Last week, our students presented their first, longer-form artist-writer collaborations (images posted soon). One of the projects presented John McRae's poem of the Great War, "In Flanders Fields," in the guise of a videogame package. We got to talking about videogames' narrative potential and their intersections with art. In the course of this discussion, Chris mentioned a recent AV Club article on the graceful expressiveness of Atari cartridge packaging, from the late '70s and early '80s. The writer of the article, Nick Wanserski, contends that the contrast between the at-the-time crude game play and the elaborately conceived packaging artwork was richer and more complex than we in 2017 might acknowledge:
Back then, home video game systems were new and exciting. The Atari 2600, while not the first home console, was responsible for popularizing features that would become standard in these devices for the next 20 years. No kid was accepting an Atari for Christmas as a 30-year placeholder until Uncharted came out. The graphics were simple and borderline abstract, but they were also an experience unlike anything most households had ever seen. The box art was meant to coalesce that excitement into something tangible. A static screenshot from the game couldn’t possibly relate how dynamic the experience was to a neophyte audience. The impressionistic nature of the 2600’s graphics also allowed for ample interpretation of what that experience would resemble.Wanserski goes on to make a critique of more recent game packaging, the sort of which our students, in their "Flanders Field" collaboration, exploited.

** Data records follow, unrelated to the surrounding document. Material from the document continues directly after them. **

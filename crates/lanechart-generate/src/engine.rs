use std::time::Instant;

use llm::builder::{LLMBackend, LLMBuilder};
use llm::chat::{ChatMessage, StructuredOutputFormat};
use llm::LLMProvider;
use log::info;

use crate::parse::RawCompletion;
use crate::GenerateError;

/// Connection settings for an Azure OpenAI resource.
#[derive(Debug, Clone)]
pub struct AzureSettings {
    pub endpoint: String,
    pub api_key: String,
    pub api_version: String,
    pub completions_deployment: String,
    pub embedding_deployment: String,
}

/// Model handles built once from settings and reused for every request.
pub struct Engine {
    chat: Box<dyn LLMProvider>,
    structured: Box<dyn LLMProvider>,
    embedding: Box<dyn LLMProvider>,
}

fn builder(settings: &AzureSettings, deployment: &str) -> LLMBuilder {
    LLMBuilder::new()
        .backend(LLMBackend::AzureOpenAI)
        .base_url(&settings.endpoint)
        .api_key(&settings.api_key)
        .api_version(&settings.api_version)
        .deployment_id(deployment)
        .model(deployment)
}

impl Engine {
    pub fn new(
        settings: &AzureSettings,
        system: &str,
        schema: StructuredOutputFormat,
    ) -> Result<Self, GenerateError> {
        let build = |b: LLMBuilder| b.build().map_err(|e| GenerateError::Build(e.to_string()));

        let chat = build(builder(settings, &settings.completions_deployment).system(system))?;
        let structured = build(
            builder(settings, &settings.completions_deployment)
                .system(system)
                .schema(schema),
        )?;
        let embedding = build(builder(settings, &settings.embedding_deployment))?;

        Ok(Self {
            chat,
            structured,
            embedding,
        })
    }

    pub async fn complete(&self, messages: &[ChatMessage]) -> Result<RawCompletion, GenerateError> {
        send(self.chat.as_ref(), messages, "completion").await
    }

    /// Completion constrained to the schema the engine was built with.
    pub async fn complete_structured(
        &self,
        messages: &[ChatMessage],
    ) -> Result<RawCompletion, GenerateError> {
        send(self.structured.as_ref(), messages, "structured completion").await
    }

    pub async fn embed(&self, text: &str) -> Result<Vec<f32>, GenerateError> {
        let started = Instant::now();
        let mut vectors = self
            .embedding
            .embed(vec![text.to_string()])
            .await
            .map_err(|e| GenerateError::Embed(e.to_string()))?;
        info!(elapsed_ms = started.elapsed().as_millis() as u64; "embedding generated");

        if vectors.is_empty() {
            return Err(GenerateError::Embed("no embedding returned".to_string()));
        }
        Ok(vectors.swap_remove(0))
    }
}

async fn send(
    provider: &dyn LLMProvider,
    messages: &[ChatMessage],
    call: &str,
) -> Result<RawCompletion, GenerateError> {
    let started = Instant::now();
    let response = provider
        .chat(messages)
        .await
        .map_err(|e| GenerateError::Chat(e.to_string()))?;
    info!(call, elapsed_ms = started.elapsed().as_millis() as u64; "model call finished");

    let function_arguments = response
        .tool_calls()
        .and_then(|calls| calls.into_iter().next())
        .map(|call| call.function.arguments);

    Ok(RawCompletion {
        text: response.text(),
        function_arguments,
    })
}
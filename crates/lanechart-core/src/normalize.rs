//! Shape-type normalization.
//!
//! Rewrites enum-valued fields that the generator got wrong to values the
//! diagram host accepts. Numeric and text fields are never touched, and
//! nothing is rejected: an unrecognised value degrades to a safe default.

use log::{debug, warn};

use crate::{
    ArrowStyle, Connector, Endpoint, EndpointType, FillType, LineType, Page, ProcessShape, Shape,
    ShapeStyle, ShapeType, SwimlaneContainer,
};

pub fn normalize(mut document: crate::Document) -> crate::Document {
    for page in &mut document.pages {
        normalize_page(page);
    }
    document
}

fn normalize_page(page: &mut Page) {
    let mut seen_container = false;
    page.shapes.retain_mut(|shape| match shape {
        Shape::Swimlanes(container) => {
            if seen_container {
                warn!(page = page.id.as_str(), container = container.id.as_str(); "dropping extra swimlane container");
                return false;
            }
            seen_container = true;
            normalize_container(container);
            true
        }
        Shape::Process(shape) => {
            normalize_process(shape);
            true
        }
    });

    for line in &mut page.lines {
        normalize_connector(line);
    }
}

fn normalize_container(container: &mut SwimlaneContainer) {
    if container.shape_type != ShapeType::SwimLanes {
        debug!(shape = container.id.as_str(), found = container.shape_type.as_str(); "canonicalizing container type");
        container.shape_type = ShapeType::SwimLanes;
    }
    normalize_style(&mut container.style);
}

fn normalize_process(shape: &mut ProcessShape) {
    shape.shape_type = match recognize(&shape.shape_type) {
        Some(ShapeType::SwimLanes) => {
            warn!(shape = shape.id.as_str(); "container type on a shape without lanes, using rectangle");
            ShapeType::Rectangle
        }
        Some(recognized) => recognized,
        None => {
            warn!(shape = shape.id.as_str(), found = shape.shape_type.as_str(); "unknown shape type, using rectangle");
            ShapeType::Rectangle
        }
    };
    normalize_style(&mut shape.style);
}

/// Resolve a shape type, tolerating case and separator differences.
/// Returns `None` when nothing in the allowed set matches.
pub fn recognize(shape_type: &ShapeType) -> Option<ShapeType> {
    let raw = match shape_type {
        ShapeType::Unknown(raw) => raw,
        known => return Some(known.clone()),
    };

    let folded = fold(raw);
    if matches!(folded.as_str(), "swimlane" | "swimlanes") {
        return Some(ShapeType::SwimLanes);
    }
    ShapeType::known().find(|candidate| fold(candidate.as_str()) == folded)
}

fn fold(raw: &str) -> String {
    raw.trim()
        .chars()
        .filter(|c| !matches!(c, '_' | '-' | ' '))
        .flat_map(char::to_lowercase)
        .collect()
}

fn normalize_style(style: &mut ShapeStyle) {
    if let Some(fill) = &mut style.fill {
        if fill.fill_type != FillType::Color {
            debug!(found = fill.fill_type.as_str(); "canonicalizing fill type");
            fill.fill_type = FillType::Color;
        }
    }
}

fn normalize_connector(line: &mut Connector) {
    if !line.line_type.is_known() {
        debug!(line = line.id.as_str(), found = line.line_type.as_str(); "unknown line type, using straight");
        line.line_type = LineType::Straight;
    }
    normalize_endpoint(&mut line.endpoint1, ArrowStyle::None);
    normalize_endpoint(&mut line.endpoint2, ArrowStyle::Arrow);
}

fn normalize_endpoint(endpoint: &mut Endpoint, default_style: ArrowStyle) {
    endpoint.endpoint_type = EndpointType::ShapeEndpoint;
    match &endpoint.style {
        Some(style) if style.is_known() => {}
        _ => endpoint.style = Some(default_style),
    }
}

This class conversation also included a brief mention of the spiritual implications of videogames. In a review of Kevin Schut's book Of Games and God: A Christian Exploration of Video Games, Gregory Perrault lays out Schut's premise, thusly:
For Schut, video games are a participatory, storytelling medium. Video games and the narratives they share deserve to be debated and discussed. They should neither be blankly accepted nor rejected. Video games are, as Calvin argues regarding all creation, glorious and fallen—they are both indications of the inherent goodness of humanity and yet simultaneously symbolic of humanity’s brokeness.Carly, one of the students who made the "In Flanders Field" videogame project, noted that she loves to read books, but that she's often as moved--if not more so--by a well structured video game than she is by something she's reading. Schut's book seems to agree, by rooting the resonance of game play in our spiritual identity.